Quantity != Quality.
A game developer friend of mine just left Amazon for greener pastures. There are many reasons he left but the two biggest were:
* Compensation for good work is lacking,
* Amazon still uses stack ranking.
I asked him about this Amazon piece and he sadly agreed with it:
http://www.geekwire.com/2015/o...
So yeah, that's great Amazon is on a hiring spree for now. What's the turn over rate going to be in 1 - 5 years?
How many people will enjoy what they are working on in 2+ years?
--
"Show me your code and I'll guess at your data,
Show me your data and I'll know your code."
Only in the short term. In the medium term most warehouse employees will be automated away. Amazon bought Kiva Systems for a reason. https://www.youtube.com/watch?...
This stuff from Amazon, and similar systems form competitors, is starting to get adopted on a massive scale. And not only at Amazon btw, although there business is specifically suited for systems like these.
And after that there will be this: https://www.youtube.com/watch?...
With that many employees you would think that they could dispatch a driver to personally deliver my package to my door!
That's called "Prime Now" in a few cities, which is mostly for food delivery (including pizza), but I think you can get some other stuff (I know you can get beer).
In Seattle where you can get Sunday delivery, the packages I've had delivered Sunday came somewhat like pizza - some guy in a beater car drove up, left the package on my doorstep, rang the bell, and drove off. (I'd bet he was carrying more than just my package, but it wasn't a delivery van or anything). Same day delivery seems to be a third party delivery service, though.
Socialism: a lie told by totalitarians and believed by fools.
Outside of Seattle, Amazon resembles the backend of Wal-mart more than anything else.
Oh yes, because only software engineers need jobs in this country. People stocking shelves hardly even count as human beings I guess.

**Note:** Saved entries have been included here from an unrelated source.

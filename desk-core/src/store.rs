//! External collaborator ports
//!
//! The ledger and aggregator reach durable storage and reference prices
//! through these traits so tests and alternate backends can be swapped in
//! without touching service code. Implementations decide their own error
//! sources, so the ports speak `anyhow`.

use async_trait::async_trait;
use rust_decimal::Decimal;
use serde::{Deserialize, Serialize};

use crate::order::RestingOrder;
use crate::position::Holding;

/// A reference quote for one symbol
#[derive(Debug, Clone, PartialEq, Serialize, Deserialize)]
pub struct Quote {
    /// Current price
    pub price: Decimal,
    /// Previous session close, when the source carries one
    pub prev_close: Option<Decimal>,
}

/// Current-price lookup, usually backed by a REST quote endpoint
#[async_trait]
pub trait PriceSource: Send + Sync {
    /// Fetch the current quote for a symbol
    ///
    /// A failure covers that symbol only; callers fetching a batch continue
    /// with the rest.
    async fn quote(&self, symbol: &str) -> anyhow::Result<Quote>;
}

/// Durable storage for holdings, last-seen prices, and resting orders
#[async_trait]
pub trait HoldingsStore: Send + Sync {
    /// Load every holding for a user
    async fn load_holdings(&self, user_id: &str) -> anyhow::Result<Vec<Holding>>;

    /// Last price the store saw for a symbol, if any
    async fn last_price(&self, symbol: &str) -> anyhow::Result<Option<Decimal>>;

    /// All open resting orders for a trading pair
    async fn open_orders(&self, pair: &str) -> anyhow::Result<Vec<RestingOrder>>;
}
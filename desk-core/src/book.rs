//! Aggregated order book structures

use chrono::{DateTime, Utc};
use rust_decimal::Decimal;
use serde::{Deserialize, Serialize};

/// A single price level in the aggregated book
#[derive(Debug, Clone, PartialEq, Eq, Serialize, Deserialize)]
pub struct BookLevel {
    /// Price of the level
    pub price: Decimal,
    /// Total remaining quantity resting at this price
    pub quantity: Decimal,
    /// Notional at this level (price * quantity, not a running sum)
    pub total: Decimal,
}

impl BookLevel {
    /// Create a level, deriving the notional from price and quantity
    pub fn new(price: Decimal, quantity: Decimal) -> Self {
        Self {
            price,
            quantity,
            total: price * quantity,
        }
    }
}

/// Order book snapshot for a trading pair
#[derive(Debug, Clone, Serialize, Deserialize)]
pub struct OrderBook {
    /// Trading pair the book belongs to
    pub pair: String,
    /// Bid levels (sorted by price descending - best bid first)
    pub bids: Vec<BookLevel>,
    /// Ask levels (sorted by price ascending - best ask first)
    pub asks: Vec<BookLevel>,
    /// Reference price, the best bid when one exists
    #[serde(skip_serializing_if = "Option::is_none")]
    pub last_price: Option<Decimal>,
    /// Best ask minus best bid, present only when both sides are populated
    #[serde(skip_serializing_if = "Option::is_none")]
    pub spread: Option<Decimal>,
    /// When the snapshot was built
    pub timestamp: DateTime<Utc>,
}

impl OrderBook {
    /// Create an empty book for a pair
    pub fn new(pair: impl Into<String>) -> Self {
        Self {
            pair: pair.into(),
            bids: Vec::new(),
            asks: Vec::new(),
            last_price: None,
            spread: None,
            timestamp: Utc::now(),
        }
    }

    /// Get the best bid price
    pub fn best_bid(&self) -> Option<Decimal> {
        self.bids.first().map(|l| l.price)
    }

    /// Get the best ask price
    pub fn best_ask(&self) -> Option<Decimal> {
        self.asks.first().map(|l| l.price)
    }

    /// Calculate the mid price
    pub fn mid_price(&self) -> Option<Decimal> {
        match (self.bids.first(), self.asks.first()) {
            (Some(bid), Some(ask)) => Some((bid.price + ask.price) / Decimal::from(2)),
            _ => None,
        }
    }

    /// Whether both sides are empty
    pub fn is_empty(&self) -> bool {
        self.bids.is_empty() && self.asks.is_empty()
    }
}
/// Handler registry shared between the manager and its driver tasks
///
/// Dispatch runs under the read lock; registration and `destroy` take the
/// write lock and so must not run inside a handler. `destroy` marks the
/// table closed, so it cannot return while any handler is mid-call and
/// nothing fires afterwards.
#[derive(Default)]
struct DispatchTable {
    closed: bool,
    handlers: HashMap<String, MessageHandler>,
    error_handler: Option<ErrorHandler>,
}

/// Manages named upstream connections and message fan-out
pub struct FeedManager {
    connections: DashMap<String, Arc<FeedConnection>>,
    dispatch: Arc<RwLock<DispatchTable>>,
}

impl std::fmt::Debug for FeedManager {
    fn fmt(&self, f: &mut std::fmt::Formatter<'_>) -> std::fmt::Result {
        let table = self.dispatch.read();
        f.debug_struct("FeedManager")
            .field("connections", &self.connections.len())
            .field("handlers", &table.handlers.len())
            .field("closed", &table.closed)
            .finish()
    }
}

impl Default for FeedManager {
    fn default() -> Self {
        Self::new()
    }
}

-- All that is necessary for the triumph of evil is that good men do nothing. -- Edmund Burke
In NYC, they've hired the USPS to do Sunday deliveries, just for Amazon packages. Weird to see a USPS truck with the back filled entirely with Amazon boxes. The USPS gets the extra revenue, the employees that want it get overtime, and people get their packages on Sunday. Pretty slick.
BellingWhere?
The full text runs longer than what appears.